Identifying research questions for the conservation of the Cape Floristic Region

  • Nicky Allsopp South African Environmental Observation Network (SAEON) Fynbos Node, Cape Town, South Africa
  • Jasper A. Slingsby 1. South African Environmental Observation Network (SAEON) Fynbos Node, Cape Town, South Africa; 2. Centre for Statistics in Ecology, Environment and Conservation, Department of Biological Sciences, University of Cape Town, Cape Town, South Africa
  • Karen J. Esler Centre for Invasion Biology, Department of Conservation Ecology and Entomology, Stellenbosch University, Stellenbosch, South Africa
Keywords: Fynbos biome, environmental sustainability, Mediterranean-type ecosystem, IPBES Conceptual Framework


We conducted a survey among people working in the nature conservation community in an implementation, research or policy capacity to identify research questions that they felt were important for ensuring the conservation of the Cape Floristic Region. Following an inductive process, 361 submitted questions were narrowed to 34 questions in seven themes: (1) effective conservation management; (2) detecting and understanding change: monitoring, indicators and thresholds; (3) improving governance and action for effective conservation; (4) making the case that biodiversity supports critical ecosystem services; (5) making biodiversity a shared concern; (6) securing sustainable funding for biodiversity conservation; and (7) prioritising research. The final questions were evaluated against the Intergovernmental Science-Policy Platform on Biodiversity and Ecosystem Services Conceptual Framework to test whether the questions addressed elements identified by this Framework as those essential to ensure that conservation contributes to a positive future for the Cape Floristic Region. We found that all elements in this Framework received attention from the collective group of questions. This finding suggests that the conservation community we approached recognises implicitly that research in multiple disciplines as well as interdisciplinary approaches are required to address societal, governance and biological issues in a changing environment in order to secure the conservation of the Cape Floristic Region. Because the majority of people responding to this survey had a background in the natural sciences, a challenge to tackling some of the questions lies in developing integrative approaches that will accommodate different disciplines and their epistemologies.

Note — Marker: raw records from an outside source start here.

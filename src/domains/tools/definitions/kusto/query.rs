//! Free-form KQL tool.
//!
//! Forwards the caller's query text verbatim. Whether that is acceptable is
//! decided by the configured [`QueryPolicy`]: free mode forwards anything,
//! restricted mode only allow-listed tables and no control commands.

use futures::FutureExt;
use rmcp::{
    handler::server::tool::{ToolCallContext, ToolRoute, cached_schema_for_type},
    model::{CallToolResult, JsonObject, Tool},
};
use schemars::JsonSchema;
use serde::Deserialize;
use tracing::{info, instrument};

use super::rows_result;
use crate::domains::kusto::QueryPolicy;
use crate::domains::tools::definitions::common::{
    error_result, parse_params, read_only_annotations, run_blocking, until_cancelled,
};
use crate::domains::tools::{ToolError, ToolServices};

/// Parameters for the free-form query tool.
#[derive(Debug, Clone, Deserialize, JsonSchema)]
pub struct QueryKustoParams {
    /// KQL query text.
    #[schemars(description = "KQL query to run against the telemetry database")]
    pub query: String,
}

/// Free-form query tool.
pub struct QueryKustoTool;

impl QueryKustoTool {
    /// Tool name as registered in MCP.
    pub const NAME: &'static str = "QueryKusto";

    /// Tool description shown to clients.
    pub const DESCRIPTION: &'static str = "Runs a KQL query against the telemetry database and returns the rows as a JSON array. Failed queries return an object with errorMessage and errorKind.";

    #[instrument(skip_all)]
    pub fn execute(params: &QueryKustoParams, services: &ToolServices) -> CallToolResult {
        let query = match services.policy.check(&params.query) {
            Ok(q) => q,
            Err(e) => return error_result(&e.to_string()),
        };

        info!(
            "Running caller-supplied query ({} chars, policy: {})",
            query.as_str().len(),
            policy_name(&services.policy)
        );
        rows_result(services.executor.execute(&query))
    }

    pub async fn call(
        arguments: JsonObject,
        services: &ToolServices,
    ) -> Result<CallToolResult, ToolError> {
        let params: QueryKustoParams = parse_params(arguments)?;
        let services = services.clone();
        run_blocking(move || Self::execute(&params, &services)).await
    }

    pub fn to_tool() -> Tool {
        Tool {
            name: Self::NAME.into(),
            description: Some(Self::DESCRIPTION.into()),
            input_schema: cached_schema_for_type::<QueryKustoParams>(),
            annotations: Some(read_only_annotations(true)),
            output_schema: None,
            icons: None,
            meta: None,
            title: None,
        }
    }

    pub fn create_route<S>(services: ToolServices) -> ToolRoute<S>
    where
        S: Send + Sync + 'static,
    {
        ToolRoute::new_dyn(Self::to_tool(), move |ctx: ToolCallContext<'_, S>| {
            let args = ctx.arguments.clone().unwrap_or_default();
            let ct = ctx.request_context.ct.clone();
            let services = services.clone();
            async move {
                until_cancelled(Self::NAME, Self::call(args, &services), ct.cancelled()).await
            }
            .boxed()
        })
    }
}

fn policy_name(policy: &QueryPolicy) -> &'static str {
    match policy {
        QueryPolicy::Free => "free",
        QueryPolicy::Restricted { .. } => "restricted",
    }
}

  • We present a hierarchical compendium of research questions to generate the knowledge required to conserve the Cape Floristic Region as a social-ecological system.

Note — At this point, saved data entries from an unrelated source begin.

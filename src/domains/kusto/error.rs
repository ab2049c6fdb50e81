//! Kusto-specific error types.

use serde::Serialize;
use thiserror::Error;

/// Errors raised while building or running a Kusto query.
#[derive(Debug, Error)]
pub enum KustoError {
    /// A query parameter was rejected before anything was sent.
    #[error("Invalid parameter: {0}")]
    InvalidParameter(String),

    /// The query is not allowed by the configured query policy.
    #[error("Query rejected by policy: {0}")]
    PolicyViolation(String),

    /// Token acquisition failed or the cluster refused the credentials.
    #[error("Authentication failed: {0}")]
    Authentication(String),

    /// Connection-level failure talking to the cluster.
    #[error("Transport error: {0}")]
    Transport(String),

    /// The request exceeded the configured timeout.
    #[error("Request timed out after {0}s")]
    Timeout(u64),

    /// The cluster rejected or failed the query (syntax, semantic, limits).
    #[error("Query failed ({code}): {message}")]
    Query { code: String, message: String },

    /// The response could not be interpreted.
    #[error("Invalid response: {0}")]
    InvalidResponse(String),
}

/// Error payload returned to tool callers in place of rows.
#[derive(Debug, Clone, PartialEq, Eq, Serialize)]
#[serde(rename_all = "camelCase")]
pub struct RemoteErrorPayload {
    pub error_message: String,
    pub error_kind: String,
}

impl KustoError {
    pub fn invalid_parameter(msg: impl Into<String>) -> Self {
        Self::InvalidParameter(msg.into())
    }

    pub fn policy(msg: impl Into<String>) -> Self {
        Self::PolicyViolation(msg.into())
    }

    pub fn transport(msg: impl Into<String>) -> Self {
        Self::Transport(msg.into())
    }

    pub fn authentication(msg: impl Into<String>) -> Self {
        Self::Authentication(msg.into())
    }

    /// Whether the error was detected locally, before contacting the cluster.
    pub fn is_local(&self) -> bool {
        matches!(self, Self::InvalidParameter(_) | Self::PolicyViolation(_))
    }

    /// Whether another attempt could succeed.
    pub fn is_retryable(&self) -> bool {
        matches!(self, Self::Transport(_) | Self::Timeout(_))
    }

    /// Short machine-readable kind.
    pub fn kind(&self) -> &'static str {
        match self {
            Self::InvalidParameter(_) => "InvalidParameter",
            Self::PolicyViolation(_) => "PolicyViolation",
            Self::Authentication(_) => "AuthenticationError",
            Self::Transport(_) => "TransportError",
            Self::Timeout(_) => "Timeout",
            Self::Query { .. } => "QueryError",
            Self::InvalidResponse(_) => "InvalidResponse",
        }
    }

    /// Convert into the payload sent back to the caller.
    pub fn to_payload(&self) -> RemoteErrorPayload {
        RemoteErrorPayload {
            error_message: self.to_string(),
            error_kind: self.kind().to_string(),
        }
    }
}

#[cfg(test)]
mod tests {
    use super::*;

    #[test]
    fn test_payload_serialization() {
        let err = KustoError::Query {
            code: "General_BadRequest".to_string(),
            message: "Syntax error".to_string(),
        };
        let json = serde_json::to_value(err.to_payload()).unwrap();
        assert_eq!(json["errorKind"], "QueryError");
        assert_eq!(
            json["errorMessage"],
            "Query failed (General_BadRequest): Syntax error"
        );
    }

    #[test]
    fn test_error_classification() {
        assert!(KustoError::invalid_parameter("x").is_local());
        assert!(KustoError::policy("x").is_local());
        assert!(!KustoError::transport("x").is_local());
        assert!(KustoError::Timeout(5).is_retryable());
        assert!(!KustoError::authentication("x").is_retryable());
    }
}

  • The conservation community of the Cape Floristic Region collectively recognises that effective conservation management needs to be supported by knowledge of ecosystems, factors that impact them and context appropriate conservation approaches. In addition, knowledge to develop effective governance and institutions, sustainable funding and broader societal participation in conservation are also identified.
  • The questions reflect the elements and linkages of the Intergovernmental Science-Policy Platform on Biodiversity and Ecosystem Services Conceptual Framework, suggesting that the questions presented follow global prerogatives for developing a sustainable future.
  • The range and complexity of knowledge gaps presented suggest the need for a broader research agenda that includes the social sciences and humanities to address conservation in the Cape Floristic Region.